A modern library for converting scientific data to Zarr format

Project description

zarrio

A modern, clean library for converting scientific data formats to Zarr format.

Overview

zarrio is a rewrite of the original onzarr library with a focus on simplicity, performance, and maintainability.

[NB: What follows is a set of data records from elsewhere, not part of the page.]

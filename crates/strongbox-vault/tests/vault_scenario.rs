// SPDX-FileCopyrightText: 2026 Strongbox Contributors
// SPDX-License-Identifier: MIT OR Apache-2.0

//! End-to-end tests: registration, lockout, and encrypted entries against a
//! file-backed database and root key.

use std::path::Path;
use std::sync::Arc;

use secrecy::{ExposeSecret, SecretString};
use strongbox_config::model::{KdfConfig, StorageConfig};
use strongbox_core::{
    AccountState, EntryUpdate, LoginOutcome, NewEntry, RegisterOutcome, Session,
};
use strongbox_storage::{Database, schema};
use strongbox_vault::{AuthService, KeyStore, SecretStore};
use tempfile::TempDir;

struct Harness {
    auth: AuthService,
    secrets: SecretStore,
    db: Database,
}

async fn open(dir: &Path) -> Harness {
    let keystore = Arc::new(KeyStore::open(dir.join("root_key.json")).unwrap());
    let db = Database::open_with(&StorageConfig {
        database_path: dir.join("strongbox.db").to_string_lossy().into_owned(),
        ..StorageConfig::default()
    })
    .await
    .unwrap();
    let kdf = KdfConfig {
        memory_cost: 8192,
        iterations: 1,
        parallelism: 1,
    };
    Harness {
        auth: AuthService::new(db.clone(), keystore, &kdf),
        secrets: SecretStore::new(db.clone()),
        db,
    }
}

fn secret(value: &str) -> SecretString {
    SecretString::from(value.to_string())
}

async fn login(auth: &AuthService, user: &str, password: &str) -> Session {
    match auth.login(user, &secret(password)).await.unwrap() {
        LoginOutcome::Authenticated(session) => session,
        other => panic!("expected session for {user}, got {other:?}"),
    }
}

#[tokio::test]
async fn alice_is_locked_after_five_wrong_passwords() {
    let dir = TempDir::new().unwrap();
    let h = open(dir.path()).await;

    assert!(matches!(
        h.auth.register("alice", &secret("Secr3t!")).await.unwrap(),
        RegisterOutcome::Registered(_)
    ));

    for expected in [4u32, 3, 2, 1] {
        match h.auth.login("alice", &secret("wrong")).await.unwrap() {
            LoginOutcome::InvalidCredentials { remaining_attempts } => {
                assert_eq!(remaining_attempts, expected)
            }
            other => panic!("expected InvalidCredentials, got {other:?}"),
        }
        let status = h.auth.account_status("alice").await.unwrap().unwrap();
        assert_eq!(status.state, AccountState::Active);
        assert_eq!(status.failed_attempts, 5 - expected);
    }

    assert!(matches!(
        h.auth.login("alice", &secret("wrong")).await.unwrap(),
        LoginOutcome::LockedNow
    ));
    let status = h.auth.account_status("alice").await.unwrap().unwrap();
    assert_eq!(status.state, AccountState::Locked);
    assert_eq!(status.failed_attempts, 5);

    // Sticky: the correct password no longer works and the counter is frozen.
    for password in ["Secr3t!", "wrong"] {
        assert!(matches!(
            h.auth.login("alice", &secret(password)).await.unwrap(),
            LoginOutcome::Locked
        ));
    }
    assert_eq!(
        h.auth.account_status("alice").await.unwrap().unwrap().failed_attempts,
        5
    );
}

#[tokio::test]
async fn lockout_survives_restart() {
    let dir = TempDir::new().unwrap();
    {
        let h = open(dir.path()).await;
        h.auth.register("alice", &secret("Secr3t!")).await.unwrap();
        for _ in 0..5 {
            h.auth.login("alice", &secret("wrong")).await.unwrap();
        }
        h.db.close().await.unwrap();
    }

    let h = open(dir.path()).await;
    assert!(matches!(
        h.auth.login("alice", &secret("Secr3t!")).await.unwrap(),
        LoginOutcome::Locked
    ));
}

#[tokio::test]
async fn entries_round_trip_across_restart() {
    let dir = TempDir::new().unwrap();
    let id = {
        let h = open(dir.path()).await;
        h.auth.register("alice", &secret("Secr3t!")).await.unwrap();
        let session = login(&h.auth, "alice", "Secr3t!").await;
        let id = h
            .secrets
            .add(
                &session,
                NewEntry {
                    service: "github".into(),
                    account_login: "alice@example.com".into(),
                    account_password: secret("gh-token-value"),
                    expire_date: None,
                },
            )
            .await
            .unwrap();
        h.db.close().await.unwrap();
        id
    };

    let h = open(dir.path()).await;
    let session = login(&h.auth, "alice", "Secr3t!").await;
    let listed = h.secrets.list(&session).await.unwrap();
    assert_eq!(listed.len(), 1);
    assert_eq!(listed[0].service, "github");

    let revealed = h.secrets.reveal(&session, id).await.unwrap().unwrap();
    assert_eq!(revealed.account_password.expose_secret(), "gh-token-value");
}

#[tokio::test]
async fn tenants_are_isolated() {
    let dir = TempDir::new().unwrap();
    let h = open(dir.path()).await;
    h.auth.register("alice", &secret("a-pass")).await.unwrap();
    h.auth.register("bob", &secret("b-pass")).await.unwrap();
    let alice = login(&h.auth, "alice", "a-pass").await;
    let bob = login(&h.auth, "bob", "b-pass").await;

    let entry = NewEntry {
        service: "bank".into(),
        account_login: "alice".into(),
        account_password: secret("alice-bank"),
        expire_date: None,
    };
    let id = h.secrets.add(&alice, entry).await.unwrap();

    assert!(h.secrets.list(&bob).await.unwrap().is_empty());
    assert!(h.secrets.reveal(&bob, id).await.unwrap().is_none());
    let update = EntryUpdate {
        account_password: Some(secret("hijacked")),
        ..Default::default()
    };
    assert!(!h.secrets.update(&bob, id, update).await.unwrap());
    assert!(!h.secrets.delete(&bob, id).await.unwrap());

    let revealed = h.secrets.reveal(&alice, id).await.unwrap().unwrap();
    assert_eq!(revealed.account_password.expose_secret(), "alice-bank");
}

#[tokio::test]
async fn list_is_newest_first() {
    let dir = TempDir::new().unwrap();
    let h = open(dir.path()).await;
    h.auth.register("alice", &secret("pw")).await.unwrap();
    let session = login(&h.auth, "alice", "pw").await;

    let mut ids = Vec::new();
    for service in ["one", "two", "three"] {
        let entry = NewEntry {
            service: service.into(),
            account_login: "alice".into(),
            account_password: secret(service),
            expire_date: None,
        };
        ids.push(h.secrets.add(&session, entry).await.unwrap());
    }
    ids.reverse();

    let listed: Vec<_> = h
        .secrets
        .list(&session)
        .await
        .unwrap()
        .into_iter()
        .map(|e| e.id)
        .collect();
    assert_eq!(listed, ids);

    assert!(h.secrets.delete(&session, ids[0]).await.unwrap());
    assert!(!h.secrets.delete(&session, ids[0]).await.unwrap());
    assert_eq!(h.secrets.list(&session).await.unwrap().len(), 2);
}

#[tokio::test]
async fn schema_ensures_are_idempotent_on_a_live_store() {
    let dir = TempDir::new().unwrap();
    let h = open(dir.path()).await;
    let RegisterOutcome::Registered(id) = h.auth.register("alice", &secret("pw")).await.unwrap()
    else {
        panic!("registration failed");
    };
    let session = login(&h.auth, "alice", "pw").await;
    let entry = NewEntry {
        service: "svc".into(),
        account_login: "a".into(),
        account_password: secret("x"),
        expire_date: None,
    };
    h.secrets.add(&session, entry).await.unwrap();

    for _ in 0..3 {
        schema::ensure_user_table(&h.db).await.unwrap();
        schema::ensure_entry_store_for(&h.db, id).await.unwrap();
    }
    assert_eq!(h.secrets.list(&session).await.unwrap().len(), 1);
}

It leverages modern xarray and zarr capabilities to provide efficient conversion of NetCDF and other scientific data formats to Zarr format.

Features

  • Simple API: Clean, intuitive interfaces for common operations
  • Efficient Conversion: Fast conversion of NetCDF to Zarr format
  • Data Packing: Compress data using fixed-scale offset encoding
  • Intelligent Chunking: Automatic chunking recommendations based on access patterns (temporal, spatial, balanced) with intelligent chunking for parallel archives
  • Compression: Support for various compression algorithms
  • Time Series Handling: Efficient handling of time-series data
  • Data Appending: Append new data to existing Zarr archives
  • Parallel Writing: Create template archives and write regions in parallel with intelligent chunking
  • Metadata Preservation: Maintain dataset metadata during conversion

Installation

pip install zarrio

Usage

Command Line Interface

# Convert NetCDF to Zarr
zarrio convert input.nc output.zarr

# Convert with chunking
zarrio convert input.nc output.zarr --chunking "time:100,lat:50,lon:100"

# Convert with compression
zarrio convert input.nc output.zarr --compression "blosc:zstd:3"

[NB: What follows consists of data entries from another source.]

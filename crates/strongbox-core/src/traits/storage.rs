// SPDX-FileCopyrightText: 2026 Strongbox Contributors
// SPDX-License-Identifier: MIT OR Apache-2.0

//! Storage adapter trait for the relational backend.

use async_trait::async_trait;

use crate::error::StrongboxError;

/// Health reported by a storage backend.
#[derive(Debug, Clone, PartialEq, Eq)]
pub enum HealthStatus {
    /// Backend answered a trivial query.
    Healthy,
    /// Backend is reachable but reported a problem.
    Degraded(String),
}

/// Lifecycle of a storage backend.
///
/// Query operations live on the concrete backend; this trait covers opening,
/// probing, and closing it so the binary can manage any backend uniformly.
#[async_trait]
pub trait StorageAdapter: Send + Sync + 'static {
    /// Returns the human-readable name of this backend.
    fn name(&self) -> &str;

    /// Opens the backend and applies schema migrations.
    async fn initialize(&self) -> Result<(), StrongboxError>;

    /// Performs a health check and returns the backend's current status.
    async fn health_check(&self) -> Result<HealthStatus, StrongboxError>;

    /// Flushes pending writes and releases the connection.
    async fn close(&self) -> Result<(), StrongboxError>;
}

# Convert with data packing
zarrio convert input.nc output.zarr --packing --packing-bits 16

# Convert with manual packing ranges
zarrio convert input.nc output.zarr --packing \
    --packing-manual-ranges '{"temperature": {"min": -50, "max": 50}}'

# Analyze NetCDF file for optimization recommendations
zarrio analyze input.nc

# Analyze with theoretical performance testing
zarrio analyze input.nc --test-performance

# Analyze with actual performance testing
zarrio analyze input.nc --run-tests

# Analyze with interactive configuration setup
zarrio analyze input.nc --interactive

# Create template for parallel writing
zarrio create-template template.nc archive.zarr --global-start 2023-01-01 --global-end 2023-12-31

# Create template with intelligent chunking
zarrio create-template template.nc archive.zarr --global-start 2023-01-01 --global-end 2023-12-31 --intelligent-chunking --access-pattern temporal

# Write region to existing archive
zarrio write-region data.nc archive.zarr

# Append to existing Zarr store
zarrio append new_data.nc existing.zarr

Python API

from zarrio import convert_to_zarr, append_to_zarr, ZarrConverter

# Simple conversion
convert_to_zarr("input.nc", "output.zarr")

# Conversion with options
convert_to_zarr(
    "input.nc",
    "output.zarr",
    chunking={"time": 100, "lat": 50, "lon": 100},
    compression="blosc:zstd:3",
    packing=True,
    packing_bits=16,
    packing_manual_ranges={
        "temperature": {"min": -50, "max": 50}
    },
    packing_auto_buffer_factor=0.05
)

# Using the class-based interface
converter = ZarrConverter(
    chunking={"time": 100, "lat": 50, "lon": 100},
    compression="blosc:zstd:3",
    packing=True,
    packing_manual_ranges={
        "temperature": {"min": -50, "max": 50}
    }
)
converter.convert("input.nc", "output.zarr")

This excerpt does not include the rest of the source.